THE TASK
The answer should consist solely of the lines from the first one below through the line containing "pub enum ProcessingError", copied exactly.

Collected data:
------------------------------------------------------------------------

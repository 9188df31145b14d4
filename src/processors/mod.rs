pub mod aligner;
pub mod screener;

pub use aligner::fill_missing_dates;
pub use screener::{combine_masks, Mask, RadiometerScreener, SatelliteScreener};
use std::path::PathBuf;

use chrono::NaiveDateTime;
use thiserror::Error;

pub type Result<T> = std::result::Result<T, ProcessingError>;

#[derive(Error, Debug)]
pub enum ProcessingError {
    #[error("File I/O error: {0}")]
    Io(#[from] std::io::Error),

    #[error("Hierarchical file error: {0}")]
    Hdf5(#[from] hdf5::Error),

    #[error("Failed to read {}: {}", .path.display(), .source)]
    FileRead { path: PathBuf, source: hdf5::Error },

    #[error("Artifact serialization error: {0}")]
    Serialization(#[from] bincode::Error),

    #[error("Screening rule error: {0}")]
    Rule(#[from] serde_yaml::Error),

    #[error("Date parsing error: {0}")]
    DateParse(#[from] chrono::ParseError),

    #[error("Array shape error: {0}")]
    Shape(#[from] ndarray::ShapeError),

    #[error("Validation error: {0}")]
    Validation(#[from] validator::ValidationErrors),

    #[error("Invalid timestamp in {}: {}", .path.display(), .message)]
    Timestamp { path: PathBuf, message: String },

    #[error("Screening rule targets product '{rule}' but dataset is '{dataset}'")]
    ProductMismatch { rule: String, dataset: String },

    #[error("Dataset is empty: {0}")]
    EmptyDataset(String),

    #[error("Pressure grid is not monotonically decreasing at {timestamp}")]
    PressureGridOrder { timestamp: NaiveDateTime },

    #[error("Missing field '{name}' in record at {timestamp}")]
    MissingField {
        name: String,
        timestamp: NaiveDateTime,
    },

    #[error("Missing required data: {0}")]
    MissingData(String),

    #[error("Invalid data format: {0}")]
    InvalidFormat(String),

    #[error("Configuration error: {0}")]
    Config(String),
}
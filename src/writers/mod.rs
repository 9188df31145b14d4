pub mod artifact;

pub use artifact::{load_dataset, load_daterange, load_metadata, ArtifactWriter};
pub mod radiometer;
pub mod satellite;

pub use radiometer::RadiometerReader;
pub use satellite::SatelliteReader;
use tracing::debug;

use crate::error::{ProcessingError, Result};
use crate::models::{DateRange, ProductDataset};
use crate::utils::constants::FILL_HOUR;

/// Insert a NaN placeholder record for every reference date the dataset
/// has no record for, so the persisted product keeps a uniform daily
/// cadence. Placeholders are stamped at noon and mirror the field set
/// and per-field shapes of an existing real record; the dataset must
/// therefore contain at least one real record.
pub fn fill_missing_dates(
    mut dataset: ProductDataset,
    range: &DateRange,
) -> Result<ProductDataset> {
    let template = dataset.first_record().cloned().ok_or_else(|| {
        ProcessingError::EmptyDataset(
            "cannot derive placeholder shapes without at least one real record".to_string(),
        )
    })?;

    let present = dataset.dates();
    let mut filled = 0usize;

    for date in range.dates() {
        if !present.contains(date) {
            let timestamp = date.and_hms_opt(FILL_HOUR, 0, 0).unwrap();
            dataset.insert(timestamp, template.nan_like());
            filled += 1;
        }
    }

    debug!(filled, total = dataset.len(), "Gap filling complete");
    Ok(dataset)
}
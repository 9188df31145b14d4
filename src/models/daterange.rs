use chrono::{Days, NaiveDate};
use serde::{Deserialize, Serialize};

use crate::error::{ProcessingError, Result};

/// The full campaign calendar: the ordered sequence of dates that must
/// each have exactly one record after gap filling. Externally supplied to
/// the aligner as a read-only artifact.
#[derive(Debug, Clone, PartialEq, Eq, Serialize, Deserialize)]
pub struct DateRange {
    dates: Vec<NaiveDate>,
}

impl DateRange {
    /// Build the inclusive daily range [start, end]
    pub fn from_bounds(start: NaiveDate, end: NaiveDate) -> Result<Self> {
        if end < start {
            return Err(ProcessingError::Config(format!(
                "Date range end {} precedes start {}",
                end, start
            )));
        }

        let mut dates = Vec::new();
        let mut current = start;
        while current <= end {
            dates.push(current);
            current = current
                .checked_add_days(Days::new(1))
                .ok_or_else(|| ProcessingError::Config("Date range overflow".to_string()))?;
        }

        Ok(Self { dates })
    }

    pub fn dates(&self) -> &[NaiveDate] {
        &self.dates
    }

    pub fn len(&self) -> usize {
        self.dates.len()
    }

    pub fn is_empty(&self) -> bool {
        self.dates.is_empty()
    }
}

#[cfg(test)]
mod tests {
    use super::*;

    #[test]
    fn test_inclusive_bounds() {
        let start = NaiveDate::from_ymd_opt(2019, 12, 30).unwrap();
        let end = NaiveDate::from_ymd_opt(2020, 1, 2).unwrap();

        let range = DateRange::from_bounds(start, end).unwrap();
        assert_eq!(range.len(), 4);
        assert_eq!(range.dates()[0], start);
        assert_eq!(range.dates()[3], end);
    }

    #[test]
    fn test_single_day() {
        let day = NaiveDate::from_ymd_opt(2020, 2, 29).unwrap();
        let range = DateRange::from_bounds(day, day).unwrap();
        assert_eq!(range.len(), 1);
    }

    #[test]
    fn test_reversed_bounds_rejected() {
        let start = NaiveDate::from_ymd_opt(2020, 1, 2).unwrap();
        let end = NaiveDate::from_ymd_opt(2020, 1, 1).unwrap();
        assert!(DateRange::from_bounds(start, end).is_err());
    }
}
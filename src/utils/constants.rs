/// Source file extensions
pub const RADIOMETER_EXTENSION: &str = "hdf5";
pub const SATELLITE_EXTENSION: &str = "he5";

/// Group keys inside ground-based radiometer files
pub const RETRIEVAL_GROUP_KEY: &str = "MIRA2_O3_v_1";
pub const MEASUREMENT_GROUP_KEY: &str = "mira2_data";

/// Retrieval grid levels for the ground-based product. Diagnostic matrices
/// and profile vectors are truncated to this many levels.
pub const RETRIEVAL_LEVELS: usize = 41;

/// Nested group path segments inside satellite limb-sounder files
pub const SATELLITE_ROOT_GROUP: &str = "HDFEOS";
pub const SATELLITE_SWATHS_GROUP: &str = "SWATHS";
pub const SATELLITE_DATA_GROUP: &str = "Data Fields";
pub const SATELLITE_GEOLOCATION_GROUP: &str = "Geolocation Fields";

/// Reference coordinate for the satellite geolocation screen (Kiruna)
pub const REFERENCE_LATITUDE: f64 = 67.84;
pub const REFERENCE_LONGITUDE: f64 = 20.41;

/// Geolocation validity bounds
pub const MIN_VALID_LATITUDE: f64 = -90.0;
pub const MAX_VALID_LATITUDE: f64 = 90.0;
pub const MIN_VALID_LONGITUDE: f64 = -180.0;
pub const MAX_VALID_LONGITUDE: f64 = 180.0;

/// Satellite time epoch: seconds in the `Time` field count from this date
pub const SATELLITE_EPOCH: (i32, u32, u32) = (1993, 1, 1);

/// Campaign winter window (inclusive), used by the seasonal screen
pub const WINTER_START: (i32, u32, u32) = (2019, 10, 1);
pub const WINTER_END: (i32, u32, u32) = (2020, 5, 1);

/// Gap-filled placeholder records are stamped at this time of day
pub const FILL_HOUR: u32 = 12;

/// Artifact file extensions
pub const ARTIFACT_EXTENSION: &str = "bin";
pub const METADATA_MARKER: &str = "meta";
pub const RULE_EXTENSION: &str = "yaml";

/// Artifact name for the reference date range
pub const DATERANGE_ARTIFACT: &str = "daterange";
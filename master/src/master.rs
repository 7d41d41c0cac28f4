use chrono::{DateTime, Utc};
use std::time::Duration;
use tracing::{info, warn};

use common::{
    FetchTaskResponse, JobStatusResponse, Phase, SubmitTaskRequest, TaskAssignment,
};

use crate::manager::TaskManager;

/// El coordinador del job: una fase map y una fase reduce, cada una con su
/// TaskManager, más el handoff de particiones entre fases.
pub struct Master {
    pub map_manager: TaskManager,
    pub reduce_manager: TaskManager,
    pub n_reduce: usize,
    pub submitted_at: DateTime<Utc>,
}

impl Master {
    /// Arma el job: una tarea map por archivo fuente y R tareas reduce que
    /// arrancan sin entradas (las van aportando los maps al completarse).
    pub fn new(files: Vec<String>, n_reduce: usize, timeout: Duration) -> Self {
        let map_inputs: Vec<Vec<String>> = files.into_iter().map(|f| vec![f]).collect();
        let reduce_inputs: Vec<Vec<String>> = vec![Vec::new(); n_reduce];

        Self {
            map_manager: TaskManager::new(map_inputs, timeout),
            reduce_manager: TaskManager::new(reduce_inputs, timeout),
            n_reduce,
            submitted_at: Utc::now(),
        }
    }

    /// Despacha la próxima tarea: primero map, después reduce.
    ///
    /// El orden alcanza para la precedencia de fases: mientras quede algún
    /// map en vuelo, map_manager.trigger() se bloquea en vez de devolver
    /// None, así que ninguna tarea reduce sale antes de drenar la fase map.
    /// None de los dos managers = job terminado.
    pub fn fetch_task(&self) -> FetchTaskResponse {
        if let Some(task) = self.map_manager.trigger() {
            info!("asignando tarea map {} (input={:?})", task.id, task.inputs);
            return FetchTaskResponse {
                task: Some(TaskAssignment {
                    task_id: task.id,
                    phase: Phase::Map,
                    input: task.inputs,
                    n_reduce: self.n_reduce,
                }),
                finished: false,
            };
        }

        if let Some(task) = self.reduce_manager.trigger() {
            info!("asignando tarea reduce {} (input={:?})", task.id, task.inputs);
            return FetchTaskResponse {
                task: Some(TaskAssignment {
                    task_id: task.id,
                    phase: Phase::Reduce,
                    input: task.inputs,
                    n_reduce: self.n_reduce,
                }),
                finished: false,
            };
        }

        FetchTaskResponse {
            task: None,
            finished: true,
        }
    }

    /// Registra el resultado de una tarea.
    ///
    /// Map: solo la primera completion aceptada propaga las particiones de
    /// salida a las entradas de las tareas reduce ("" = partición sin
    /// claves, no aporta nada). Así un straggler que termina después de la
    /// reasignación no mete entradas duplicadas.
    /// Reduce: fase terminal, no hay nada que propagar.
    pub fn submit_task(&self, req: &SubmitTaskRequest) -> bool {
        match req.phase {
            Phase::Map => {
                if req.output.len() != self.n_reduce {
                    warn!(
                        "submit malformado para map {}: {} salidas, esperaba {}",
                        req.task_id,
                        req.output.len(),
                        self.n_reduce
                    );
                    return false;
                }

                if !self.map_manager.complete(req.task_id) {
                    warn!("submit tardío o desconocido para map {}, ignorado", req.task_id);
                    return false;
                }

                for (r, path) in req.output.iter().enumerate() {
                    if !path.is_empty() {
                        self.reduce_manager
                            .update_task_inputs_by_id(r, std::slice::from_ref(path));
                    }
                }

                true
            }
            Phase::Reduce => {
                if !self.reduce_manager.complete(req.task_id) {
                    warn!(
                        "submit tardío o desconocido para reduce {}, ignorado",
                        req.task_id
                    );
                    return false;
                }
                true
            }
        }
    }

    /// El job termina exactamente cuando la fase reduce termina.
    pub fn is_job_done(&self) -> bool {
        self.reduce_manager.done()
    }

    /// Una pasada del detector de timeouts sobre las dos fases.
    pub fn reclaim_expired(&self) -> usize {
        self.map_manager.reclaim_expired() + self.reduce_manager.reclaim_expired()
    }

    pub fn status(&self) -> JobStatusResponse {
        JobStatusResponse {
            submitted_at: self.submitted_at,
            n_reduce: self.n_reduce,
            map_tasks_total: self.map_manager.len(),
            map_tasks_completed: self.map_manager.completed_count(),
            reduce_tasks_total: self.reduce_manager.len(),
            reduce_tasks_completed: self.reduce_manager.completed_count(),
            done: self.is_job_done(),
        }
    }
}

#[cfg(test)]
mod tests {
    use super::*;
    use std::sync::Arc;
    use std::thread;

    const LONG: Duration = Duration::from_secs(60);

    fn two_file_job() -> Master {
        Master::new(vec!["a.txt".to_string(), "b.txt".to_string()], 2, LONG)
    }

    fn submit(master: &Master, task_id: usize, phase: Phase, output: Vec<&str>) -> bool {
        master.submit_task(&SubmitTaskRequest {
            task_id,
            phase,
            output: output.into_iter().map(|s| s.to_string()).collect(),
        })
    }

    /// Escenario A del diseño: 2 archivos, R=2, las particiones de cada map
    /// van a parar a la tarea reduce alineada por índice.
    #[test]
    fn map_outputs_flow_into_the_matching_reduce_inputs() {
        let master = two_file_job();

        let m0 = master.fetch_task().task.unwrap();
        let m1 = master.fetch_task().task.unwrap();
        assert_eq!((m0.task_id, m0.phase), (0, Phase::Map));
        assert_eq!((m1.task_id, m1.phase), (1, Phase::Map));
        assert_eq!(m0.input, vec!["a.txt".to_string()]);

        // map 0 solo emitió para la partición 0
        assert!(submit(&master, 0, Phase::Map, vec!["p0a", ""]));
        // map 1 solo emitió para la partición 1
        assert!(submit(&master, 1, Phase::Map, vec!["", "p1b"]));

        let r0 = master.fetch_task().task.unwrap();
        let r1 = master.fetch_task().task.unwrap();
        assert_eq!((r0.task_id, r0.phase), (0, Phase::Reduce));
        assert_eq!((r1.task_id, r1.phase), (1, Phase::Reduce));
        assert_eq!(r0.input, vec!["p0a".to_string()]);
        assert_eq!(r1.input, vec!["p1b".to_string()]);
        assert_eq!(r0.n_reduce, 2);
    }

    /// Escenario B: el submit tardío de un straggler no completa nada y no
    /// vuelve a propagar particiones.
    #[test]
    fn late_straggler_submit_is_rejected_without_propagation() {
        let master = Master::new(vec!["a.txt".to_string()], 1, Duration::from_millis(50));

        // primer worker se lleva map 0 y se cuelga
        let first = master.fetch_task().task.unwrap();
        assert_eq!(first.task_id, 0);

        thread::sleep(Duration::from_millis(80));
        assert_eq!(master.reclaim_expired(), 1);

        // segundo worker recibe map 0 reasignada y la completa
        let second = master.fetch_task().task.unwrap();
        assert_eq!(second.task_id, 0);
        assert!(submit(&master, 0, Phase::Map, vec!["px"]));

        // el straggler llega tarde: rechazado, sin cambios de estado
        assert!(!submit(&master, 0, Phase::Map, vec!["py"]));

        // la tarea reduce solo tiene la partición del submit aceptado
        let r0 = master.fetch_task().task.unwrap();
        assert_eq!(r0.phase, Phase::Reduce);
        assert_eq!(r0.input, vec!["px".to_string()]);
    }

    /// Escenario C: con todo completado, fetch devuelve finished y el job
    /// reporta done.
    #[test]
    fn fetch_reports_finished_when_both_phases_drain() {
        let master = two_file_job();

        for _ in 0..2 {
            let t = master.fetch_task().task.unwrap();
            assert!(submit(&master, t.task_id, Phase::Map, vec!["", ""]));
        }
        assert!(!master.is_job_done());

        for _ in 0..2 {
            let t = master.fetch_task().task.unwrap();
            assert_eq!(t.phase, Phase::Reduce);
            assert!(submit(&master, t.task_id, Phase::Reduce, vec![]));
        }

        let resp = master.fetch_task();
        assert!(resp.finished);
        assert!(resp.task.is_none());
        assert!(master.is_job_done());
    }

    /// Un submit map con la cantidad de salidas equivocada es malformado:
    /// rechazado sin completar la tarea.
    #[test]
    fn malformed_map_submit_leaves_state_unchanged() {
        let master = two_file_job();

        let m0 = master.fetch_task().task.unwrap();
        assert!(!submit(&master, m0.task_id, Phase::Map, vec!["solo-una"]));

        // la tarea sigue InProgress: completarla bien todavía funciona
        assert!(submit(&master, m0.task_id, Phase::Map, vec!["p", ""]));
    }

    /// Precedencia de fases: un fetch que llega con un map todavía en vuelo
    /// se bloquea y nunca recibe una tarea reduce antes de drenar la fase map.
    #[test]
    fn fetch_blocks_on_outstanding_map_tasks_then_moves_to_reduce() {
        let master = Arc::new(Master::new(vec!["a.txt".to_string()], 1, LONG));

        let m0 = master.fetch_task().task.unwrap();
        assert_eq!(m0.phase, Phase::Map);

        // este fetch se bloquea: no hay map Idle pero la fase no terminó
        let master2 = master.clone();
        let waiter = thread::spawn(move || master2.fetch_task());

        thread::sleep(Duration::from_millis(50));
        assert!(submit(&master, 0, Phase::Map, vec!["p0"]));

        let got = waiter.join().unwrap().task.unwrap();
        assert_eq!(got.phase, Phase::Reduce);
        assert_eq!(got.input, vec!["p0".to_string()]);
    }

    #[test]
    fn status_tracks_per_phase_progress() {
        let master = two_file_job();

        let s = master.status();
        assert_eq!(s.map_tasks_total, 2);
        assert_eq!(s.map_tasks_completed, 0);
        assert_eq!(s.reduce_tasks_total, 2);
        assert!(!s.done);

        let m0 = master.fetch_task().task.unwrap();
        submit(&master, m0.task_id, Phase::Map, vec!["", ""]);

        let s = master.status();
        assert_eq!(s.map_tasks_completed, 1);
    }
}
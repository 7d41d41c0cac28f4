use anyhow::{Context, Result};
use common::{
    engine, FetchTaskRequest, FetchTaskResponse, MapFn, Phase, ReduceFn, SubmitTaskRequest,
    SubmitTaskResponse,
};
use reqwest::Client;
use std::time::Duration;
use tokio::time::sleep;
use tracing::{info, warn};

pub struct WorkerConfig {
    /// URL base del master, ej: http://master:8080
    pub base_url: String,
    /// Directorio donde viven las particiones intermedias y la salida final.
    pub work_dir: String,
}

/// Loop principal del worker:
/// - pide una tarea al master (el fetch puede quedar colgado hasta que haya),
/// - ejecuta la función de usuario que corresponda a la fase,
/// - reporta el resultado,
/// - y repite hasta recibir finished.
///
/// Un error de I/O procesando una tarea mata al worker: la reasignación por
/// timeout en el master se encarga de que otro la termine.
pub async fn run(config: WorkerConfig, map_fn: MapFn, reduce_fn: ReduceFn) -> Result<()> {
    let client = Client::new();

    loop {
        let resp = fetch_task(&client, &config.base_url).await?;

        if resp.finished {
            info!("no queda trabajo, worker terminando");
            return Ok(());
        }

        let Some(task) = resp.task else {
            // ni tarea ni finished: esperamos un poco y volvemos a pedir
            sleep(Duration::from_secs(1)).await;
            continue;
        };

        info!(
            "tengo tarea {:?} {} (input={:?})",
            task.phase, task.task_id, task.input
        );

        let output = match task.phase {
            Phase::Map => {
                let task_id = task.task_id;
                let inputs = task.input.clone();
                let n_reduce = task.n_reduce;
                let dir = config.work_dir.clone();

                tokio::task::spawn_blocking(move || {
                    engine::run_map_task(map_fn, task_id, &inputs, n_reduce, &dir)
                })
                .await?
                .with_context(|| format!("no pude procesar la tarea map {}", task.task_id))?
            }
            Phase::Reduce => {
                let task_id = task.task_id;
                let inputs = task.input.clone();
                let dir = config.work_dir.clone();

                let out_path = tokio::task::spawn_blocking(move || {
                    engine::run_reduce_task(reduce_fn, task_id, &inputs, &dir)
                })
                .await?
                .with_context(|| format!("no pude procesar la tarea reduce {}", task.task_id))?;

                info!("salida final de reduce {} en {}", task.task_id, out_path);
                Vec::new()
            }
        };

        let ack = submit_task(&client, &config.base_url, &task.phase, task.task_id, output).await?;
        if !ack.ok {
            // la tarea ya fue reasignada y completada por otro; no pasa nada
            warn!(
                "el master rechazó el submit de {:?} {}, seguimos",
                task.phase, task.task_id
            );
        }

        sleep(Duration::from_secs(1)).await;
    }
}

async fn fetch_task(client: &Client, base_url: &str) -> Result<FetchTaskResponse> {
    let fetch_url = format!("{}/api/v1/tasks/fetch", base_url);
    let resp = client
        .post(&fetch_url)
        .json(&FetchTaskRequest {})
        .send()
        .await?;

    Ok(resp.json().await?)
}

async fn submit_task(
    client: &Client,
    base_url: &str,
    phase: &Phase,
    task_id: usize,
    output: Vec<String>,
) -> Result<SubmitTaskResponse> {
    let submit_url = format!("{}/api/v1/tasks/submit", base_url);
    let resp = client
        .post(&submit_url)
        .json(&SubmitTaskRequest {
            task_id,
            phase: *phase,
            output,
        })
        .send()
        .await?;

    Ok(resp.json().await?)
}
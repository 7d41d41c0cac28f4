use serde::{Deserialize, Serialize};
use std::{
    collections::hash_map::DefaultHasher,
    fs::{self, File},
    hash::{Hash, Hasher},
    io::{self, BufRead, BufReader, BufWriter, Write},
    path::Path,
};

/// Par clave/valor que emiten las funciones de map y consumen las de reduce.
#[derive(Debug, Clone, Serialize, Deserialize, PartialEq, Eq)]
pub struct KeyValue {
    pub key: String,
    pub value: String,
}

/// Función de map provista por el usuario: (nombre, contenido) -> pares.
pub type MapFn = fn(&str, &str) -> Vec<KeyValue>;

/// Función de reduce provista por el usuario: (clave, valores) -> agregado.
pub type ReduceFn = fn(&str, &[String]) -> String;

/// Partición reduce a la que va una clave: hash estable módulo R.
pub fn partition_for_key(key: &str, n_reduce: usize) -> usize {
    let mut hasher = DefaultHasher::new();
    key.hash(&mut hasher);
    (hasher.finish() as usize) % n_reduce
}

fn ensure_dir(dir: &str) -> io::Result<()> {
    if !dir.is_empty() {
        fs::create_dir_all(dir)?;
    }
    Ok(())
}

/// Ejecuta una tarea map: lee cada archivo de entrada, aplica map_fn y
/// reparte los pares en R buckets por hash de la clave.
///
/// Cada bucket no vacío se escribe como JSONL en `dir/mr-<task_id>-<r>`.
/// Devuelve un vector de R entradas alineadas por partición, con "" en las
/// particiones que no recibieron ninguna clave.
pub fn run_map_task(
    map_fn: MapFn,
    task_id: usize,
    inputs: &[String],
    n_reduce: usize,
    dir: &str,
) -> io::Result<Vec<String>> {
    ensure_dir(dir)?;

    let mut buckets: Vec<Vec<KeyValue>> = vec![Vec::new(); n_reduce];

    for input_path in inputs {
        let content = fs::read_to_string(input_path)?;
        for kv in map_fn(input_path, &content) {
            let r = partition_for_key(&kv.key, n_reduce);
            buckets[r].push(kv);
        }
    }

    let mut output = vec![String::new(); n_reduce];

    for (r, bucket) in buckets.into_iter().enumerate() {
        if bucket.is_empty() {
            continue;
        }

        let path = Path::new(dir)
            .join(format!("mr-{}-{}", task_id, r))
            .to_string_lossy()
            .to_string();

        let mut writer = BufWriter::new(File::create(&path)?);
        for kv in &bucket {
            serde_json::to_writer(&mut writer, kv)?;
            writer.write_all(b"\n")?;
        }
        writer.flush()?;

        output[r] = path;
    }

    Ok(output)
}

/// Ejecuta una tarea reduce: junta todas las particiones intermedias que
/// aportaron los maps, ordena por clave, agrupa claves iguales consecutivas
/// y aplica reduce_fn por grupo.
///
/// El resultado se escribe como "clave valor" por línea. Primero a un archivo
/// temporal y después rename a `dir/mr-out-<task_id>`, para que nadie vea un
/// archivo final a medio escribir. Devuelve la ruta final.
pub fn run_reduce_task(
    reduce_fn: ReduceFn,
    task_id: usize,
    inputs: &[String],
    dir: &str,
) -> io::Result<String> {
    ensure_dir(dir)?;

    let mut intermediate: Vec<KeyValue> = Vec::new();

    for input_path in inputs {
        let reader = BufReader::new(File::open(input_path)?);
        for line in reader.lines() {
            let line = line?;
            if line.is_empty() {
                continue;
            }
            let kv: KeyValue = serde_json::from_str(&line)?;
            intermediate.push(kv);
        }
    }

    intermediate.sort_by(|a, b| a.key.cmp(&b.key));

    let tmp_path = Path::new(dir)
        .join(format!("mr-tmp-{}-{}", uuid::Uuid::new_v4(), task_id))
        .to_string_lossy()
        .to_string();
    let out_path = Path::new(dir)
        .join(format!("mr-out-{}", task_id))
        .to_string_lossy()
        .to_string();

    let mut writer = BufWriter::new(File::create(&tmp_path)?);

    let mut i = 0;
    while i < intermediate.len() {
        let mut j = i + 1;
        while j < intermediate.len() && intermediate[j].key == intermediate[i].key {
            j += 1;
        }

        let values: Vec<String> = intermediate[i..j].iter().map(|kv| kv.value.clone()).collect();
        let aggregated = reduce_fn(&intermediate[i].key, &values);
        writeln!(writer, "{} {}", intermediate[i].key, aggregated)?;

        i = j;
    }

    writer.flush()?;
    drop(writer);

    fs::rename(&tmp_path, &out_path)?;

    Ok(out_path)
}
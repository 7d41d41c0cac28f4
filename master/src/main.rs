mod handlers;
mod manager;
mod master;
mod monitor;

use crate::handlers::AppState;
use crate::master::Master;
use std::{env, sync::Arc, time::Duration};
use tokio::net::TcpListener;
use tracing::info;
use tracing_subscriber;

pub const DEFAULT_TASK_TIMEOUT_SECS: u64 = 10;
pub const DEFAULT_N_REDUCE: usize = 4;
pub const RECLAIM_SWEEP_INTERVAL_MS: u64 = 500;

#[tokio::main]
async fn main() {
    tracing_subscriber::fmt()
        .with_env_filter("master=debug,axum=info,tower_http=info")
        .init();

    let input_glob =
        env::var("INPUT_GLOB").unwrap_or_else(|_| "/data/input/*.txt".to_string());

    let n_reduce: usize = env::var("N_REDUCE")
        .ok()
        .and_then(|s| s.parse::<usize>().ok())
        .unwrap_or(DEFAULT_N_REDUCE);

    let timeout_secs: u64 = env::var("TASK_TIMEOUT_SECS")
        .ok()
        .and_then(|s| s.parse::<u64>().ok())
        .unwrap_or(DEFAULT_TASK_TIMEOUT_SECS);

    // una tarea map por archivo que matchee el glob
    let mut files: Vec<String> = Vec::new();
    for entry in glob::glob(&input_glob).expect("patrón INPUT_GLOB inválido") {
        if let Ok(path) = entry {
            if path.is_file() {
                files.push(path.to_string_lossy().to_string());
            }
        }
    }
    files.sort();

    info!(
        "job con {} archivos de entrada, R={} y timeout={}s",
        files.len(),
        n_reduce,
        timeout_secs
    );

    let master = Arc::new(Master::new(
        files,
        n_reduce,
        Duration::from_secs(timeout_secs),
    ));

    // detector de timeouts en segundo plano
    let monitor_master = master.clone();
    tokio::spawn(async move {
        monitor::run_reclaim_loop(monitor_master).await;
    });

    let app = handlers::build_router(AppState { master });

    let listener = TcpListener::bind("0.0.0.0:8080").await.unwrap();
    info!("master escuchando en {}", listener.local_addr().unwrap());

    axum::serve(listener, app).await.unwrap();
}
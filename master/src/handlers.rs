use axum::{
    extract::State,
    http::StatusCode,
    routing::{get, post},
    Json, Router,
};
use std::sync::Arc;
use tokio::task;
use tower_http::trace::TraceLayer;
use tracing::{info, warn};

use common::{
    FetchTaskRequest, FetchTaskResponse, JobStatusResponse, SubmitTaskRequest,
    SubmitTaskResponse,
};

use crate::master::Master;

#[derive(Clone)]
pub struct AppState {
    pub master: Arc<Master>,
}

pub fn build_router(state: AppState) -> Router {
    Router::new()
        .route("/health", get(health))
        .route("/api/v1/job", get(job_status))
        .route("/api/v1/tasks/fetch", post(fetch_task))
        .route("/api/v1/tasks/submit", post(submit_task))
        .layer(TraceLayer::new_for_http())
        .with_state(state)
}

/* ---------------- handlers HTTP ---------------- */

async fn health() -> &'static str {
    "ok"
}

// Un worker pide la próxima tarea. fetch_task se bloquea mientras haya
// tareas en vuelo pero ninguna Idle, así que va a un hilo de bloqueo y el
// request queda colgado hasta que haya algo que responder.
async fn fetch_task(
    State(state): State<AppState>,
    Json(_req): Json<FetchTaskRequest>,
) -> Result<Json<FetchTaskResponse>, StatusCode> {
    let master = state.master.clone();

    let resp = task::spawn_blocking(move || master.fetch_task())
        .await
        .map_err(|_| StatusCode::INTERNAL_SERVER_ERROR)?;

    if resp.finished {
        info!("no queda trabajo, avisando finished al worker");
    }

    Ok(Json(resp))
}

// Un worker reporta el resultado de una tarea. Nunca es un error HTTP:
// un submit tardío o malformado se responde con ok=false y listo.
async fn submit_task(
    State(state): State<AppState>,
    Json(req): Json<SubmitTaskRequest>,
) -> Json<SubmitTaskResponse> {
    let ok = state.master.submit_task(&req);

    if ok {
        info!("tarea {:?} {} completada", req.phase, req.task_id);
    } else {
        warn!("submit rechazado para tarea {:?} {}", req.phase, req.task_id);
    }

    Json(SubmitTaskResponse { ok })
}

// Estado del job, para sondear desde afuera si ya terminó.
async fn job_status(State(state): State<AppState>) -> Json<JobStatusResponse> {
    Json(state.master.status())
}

------------------------------------------------------------------------

ANSWER SPACE
repository 9188df31145b14d4
filename src/processors/mod.rs
pub mod aligner;
pub mod screener;

pub use aligner::fill_missing_dates;
pub use screener::{combine_masks, Mask, RadiometerScreener, SatelliteScreener};
use std::path::PathBuf;

use chrono::NaiveDateTime;
use thiserror::Error;

pub type Result<T> = std::result::Result<T, ProcessingError>;

#[derive(Error, Debug)]
pub enum ProcessingError {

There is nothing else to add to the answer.